## THE PROBLEM:
Bring together all lines from the listing below that contain the string "return".

::::

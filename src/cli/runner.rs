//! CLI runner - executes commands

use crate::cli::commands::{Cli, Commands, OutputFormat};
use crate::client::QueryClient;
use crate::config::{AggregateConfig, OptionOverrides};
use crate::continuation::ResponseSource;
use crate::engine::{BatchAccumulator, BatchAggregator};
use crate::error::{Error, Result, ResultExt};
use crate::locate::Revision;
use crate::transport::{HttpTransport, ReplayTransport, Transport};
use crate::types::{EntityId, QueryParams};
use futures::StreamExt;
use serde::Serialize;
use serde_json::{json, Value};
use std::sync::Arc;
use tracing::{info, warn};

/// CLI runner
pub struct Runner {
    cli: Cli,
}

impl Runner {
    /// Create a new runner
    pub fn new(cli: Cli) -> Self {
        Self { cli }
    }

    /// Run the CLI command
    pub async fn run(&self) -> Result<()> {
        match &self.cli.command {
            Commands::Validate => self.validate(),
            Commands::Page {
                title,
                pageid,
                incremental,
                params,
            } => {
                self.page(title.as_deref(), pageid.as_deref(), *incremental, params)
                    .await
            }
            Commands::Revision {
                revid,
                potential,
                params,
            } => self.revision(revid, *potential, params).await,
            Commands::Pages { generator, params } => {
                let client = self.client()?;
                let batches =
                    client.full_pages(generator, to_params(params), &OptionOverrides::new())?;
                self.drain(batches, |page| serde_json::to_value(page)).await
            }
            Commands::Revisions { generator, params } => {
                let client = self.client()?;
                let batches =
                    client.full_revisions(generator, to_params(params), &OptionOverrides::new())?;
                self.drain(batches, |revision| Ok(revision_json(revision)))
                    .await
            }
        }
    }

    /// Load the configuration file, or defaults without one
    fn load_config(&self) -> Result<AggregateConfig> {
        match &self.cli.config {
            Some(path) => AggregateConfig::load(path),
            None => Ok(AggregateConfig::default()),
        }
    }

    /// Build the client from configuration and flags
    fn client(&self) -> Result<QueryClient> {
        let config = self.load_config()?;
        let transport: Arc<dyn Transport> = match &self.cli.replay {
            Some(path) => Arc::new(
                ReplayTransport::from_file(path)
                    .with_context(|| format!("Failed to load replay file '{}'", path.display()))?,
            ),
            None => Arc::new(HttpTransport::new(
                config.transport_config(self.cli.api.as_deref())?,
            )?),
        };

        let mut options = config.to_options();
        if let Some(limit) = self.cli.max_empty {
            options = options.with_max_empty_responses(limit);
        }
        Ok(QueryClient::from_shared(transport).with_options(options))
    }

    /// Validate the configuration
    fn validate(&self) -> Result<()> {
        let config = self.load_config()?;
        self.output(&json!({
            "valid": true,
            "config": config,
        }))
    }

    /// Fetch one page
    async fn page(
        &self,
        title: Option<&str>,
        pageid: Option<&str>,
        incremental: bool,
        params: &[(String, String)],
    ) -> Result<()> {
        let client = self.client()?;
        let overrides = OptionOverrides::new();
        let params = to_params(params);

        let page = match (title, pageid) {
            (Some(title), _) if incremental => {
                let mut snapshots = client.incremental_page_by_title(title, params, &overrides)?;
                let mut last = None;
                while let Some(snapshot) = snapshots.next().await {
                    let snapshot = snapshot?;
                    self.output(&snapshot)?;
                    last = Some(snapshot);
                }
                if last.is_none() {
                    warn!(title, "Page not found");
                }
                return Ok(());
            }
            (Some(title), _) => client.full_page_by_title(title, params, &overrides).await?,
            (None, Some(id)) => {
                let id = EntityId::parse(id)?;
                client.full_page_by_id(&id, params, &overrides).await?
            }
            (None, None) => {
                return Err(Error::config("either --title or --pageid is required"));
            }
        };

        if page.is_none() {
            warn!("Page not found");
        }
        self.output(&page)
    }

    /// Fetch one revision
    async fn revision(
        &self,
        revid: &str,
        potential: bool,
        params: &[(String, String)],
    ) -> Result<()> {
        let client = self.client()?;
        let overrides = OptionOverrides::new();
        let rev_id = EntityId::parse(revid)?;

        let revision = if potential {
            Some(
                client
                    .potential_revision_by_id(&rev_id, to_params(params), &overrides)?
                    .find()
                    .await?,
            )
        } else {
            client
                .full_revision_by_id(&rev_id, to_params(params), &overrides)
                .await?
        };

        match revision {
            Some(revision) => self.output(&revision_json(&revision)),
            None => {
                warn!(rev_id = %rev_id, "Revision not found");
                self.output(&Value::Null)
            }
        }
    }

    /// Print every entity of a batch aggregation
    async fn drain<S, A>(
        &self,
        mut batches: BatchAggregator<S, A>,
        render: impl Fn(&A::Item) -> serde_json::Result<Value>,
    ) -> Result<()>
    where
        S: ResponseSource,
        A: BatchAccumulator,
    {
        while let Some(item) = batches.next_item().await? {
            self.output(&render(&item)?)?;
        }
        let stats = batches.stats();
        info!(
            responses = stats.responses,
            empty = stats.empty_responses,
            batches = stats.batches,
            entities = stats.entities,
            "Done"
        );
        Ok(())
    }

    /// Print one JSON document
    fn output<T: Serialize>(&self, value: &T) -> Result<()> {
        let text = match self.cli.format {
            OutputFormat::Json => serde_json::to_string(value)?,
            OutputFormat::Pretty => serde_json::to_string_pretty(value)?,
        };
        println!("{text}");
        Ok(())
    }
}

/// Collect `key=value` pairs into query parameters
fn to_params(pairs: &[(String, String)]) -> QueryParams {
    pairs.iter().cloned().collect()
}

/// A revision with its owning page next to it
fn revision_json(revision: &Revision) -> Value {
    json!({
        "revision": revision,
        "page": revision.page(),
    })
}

::::

## RESPONSE:
                return Ok(());
                return Err(Error::config("either --title or --pageid is required"));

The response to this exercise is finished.